The quality of evidence was downgraded for publication bias (19 times in all) because of flaws in literature searching (12 times, 63.2%) and funnel plot asymmetry (7 times, 36.8%). The scatterplot showed no correlation between AMSTAR and GRADE instruments (figure 3).

Figure 3

Scatter plot for exploring correlation between AMSTAR and GRADE instruments. AMSTAR, Assessment of Multiple Systematic Reviews; GRADE, Grading of Recommendations Assessment, Development and Evaluation.


It is important to assess the methodological and evidence quality of a systematic review/meta-analysis before any conclusions can be reached about clinical decision-making. To the best of our knowledge, this is the first study to assess methodological and evidence quality of systematic reviews and meta-analyses of TCMN interventions in Chinese journals using AMSTAR and GRADE tools.

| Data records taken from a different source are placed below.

//! Authentication middleware.
//!
//! Applied as a `route_layer` on every protected route. A missing or
//! non-bearer credential is 401 Unauthenticated; a credential that fails
//! verification (bad signature, malformed payload, expired) is 403
//! Forbidden. The distinction is part of the API contract.

use axum::extract::{FromRequestParts, Request, State};
use axum::http::header::AUTHORIZATION;
use axum::http::request::Parts;
use axum::middleware::Next;
use axum::response::Response;
use uuid::Uuid;

use crate::auth::sessions::{verify_token, TokenKeys};
use crate::auth::users::Role;
use crate::error::ApiError;

/// Identity and role attached to the request after verification.
#[derive(Clone, Debug)]
pub struct CurrentUser {
    pub user_id: Uuid,
    pub role: Role,
}

/// Verify the bearer token and attach `CurrentUser` to the request.
pub async fn auth_middleware(
    State(keys): State<TokenKeys>,
    mut request: Request,
    next: Next,
) -> Result<Response, ApiError> {
    let header = request
        .headers()
        .get(AUTHORIZATION)
        .and_then(|h| h.to_str().ok())
        .ok_or_else(|| {
            tracing::warn!("missing Authorization header");
            ApiError::unauthenticated("Unauthorized Access")
        })?;

    let token = header.strip_prefix("Bearer ").ok_or_else(|| {
        tracing::warn!("Authorization header is not a bearer credential");
        ApiError::unauthenticated("Unauthorized Access")
    })?;

    let claims = verify_token(&keys, token).map_err(|e| {
        tracing::warn!("token rejected: {e}");
        ApiError::forbidden("Forbidden Access")
    })?;

    let user_id = Uuid::parse_str(&claims.sub)
        .map_err(|_| ApiError::forbidden("Forbidden Access"))?;

    request.extensions_mut().insert(CurrentUser {
        user_id,
        role: claims.role,
    });

    Ok(next.run(request).await)
}

/// Extractor for the authenticated user set by the middleware.
#[derive(Clone, Debug)]
pub struct AuthUser(pub CurrentUser);

impl<S: Send + Sync> FromRequestParts<S> for AuthUser {
    type Rejection = ApiError;

    async fn from_request_parts(parts: &mut Parts, _state: &S) -> Result<Self, Self::Rejection> {
        parts
            .extensions
            .get::<CurrentUser>()
            .cloned()
            .map(AuthUser)
            .ok_or_else(|| {
                tracing::warn!("CurrentUser not found in request extensions");
                ApiError::unauthenticated("Unauthorized Access")
            })
    }
}
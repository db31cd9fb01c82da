//! HTTP routing.

pub mod api_routes;
pub mod router;

pub use router::create_router;
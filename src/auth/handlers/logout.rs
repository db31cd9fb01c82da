//! Logout handler for `GET /api/v1/Logout`.
//!
//! Tokens are stateless, so logout is an acknowledgement: it only checks
//! that a bearer credential was presented, without verifying it.

use axum::http::header::AUTHORIZATION;
use axum::http::{HeaderMap, StatusCode};

use crate::envelope::ApiSuccess;
use crate::error::ApiError;

pub async fn logout(headers: HeaderMap) -> Result<ApiSuccess, ApiError> {
    if !headers.contains_key(AUTHORIZATION) {
        return Err(ApiError::invalid_input("Bad Request"));
    }

    Ok(ApiSuccess::message(
        StatusCode::OK,
        "User logged out successfully.",
    ))
}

Systematic reviews, meta-analyses and primary studies

All systematic reviews and meta-analyses and primary studies lacked important outcomes, which depressed the quality rating of evidence. GRADE specifies that both those conducting systematic reviews and those developing practice guidelines should begin by specifying every important outcome of interest.33 Unfortunately, systematic reviews and meta-analyses in our study usually did not deal with all important outcomes. For instance, a review aiming to verify the effect of foot bath therapy or foot massage with TCM for diabetic foot ulcers did not consider amputation as an outcome, although foot ulcers are a high risk factor for infection, gangrene, amputation and even death among patients with diabetes. We thought the amputation rate might be the preferable long-term outcome to verify the effect of the intervention but this was not considered by the reviewers.17

In general, systematic reviews and meta-analyses should include all outcomes that are likely to be meaningful to clinicians, patients, the general public, administrators and policy makers. For example, outcomes may include survival, clinical events, patient-reported outcomes (eg, symptoms or QoL), adverse events, burdens (eg, demands on caregivers, frequency of tests, restrictions on lifestyle) and economic outcomes (eg, cost and resource use). But primary studies typically focused on short-term benefit without considering long-term outcomes, harm or economic outcomes. None of the reviews listed any adverse effects as outcomes of TCMN interventions. These all confirmed that systematic reviews and meta-analyses and primary studies all had shortcomings in research design, which also made it difficult to use the results of systematic reviews and meta-analyses to make appropriate recommendations as these were based on incomplete outcomes.

Risk of bias

The risk of bias resulted in downgrading in most reviews.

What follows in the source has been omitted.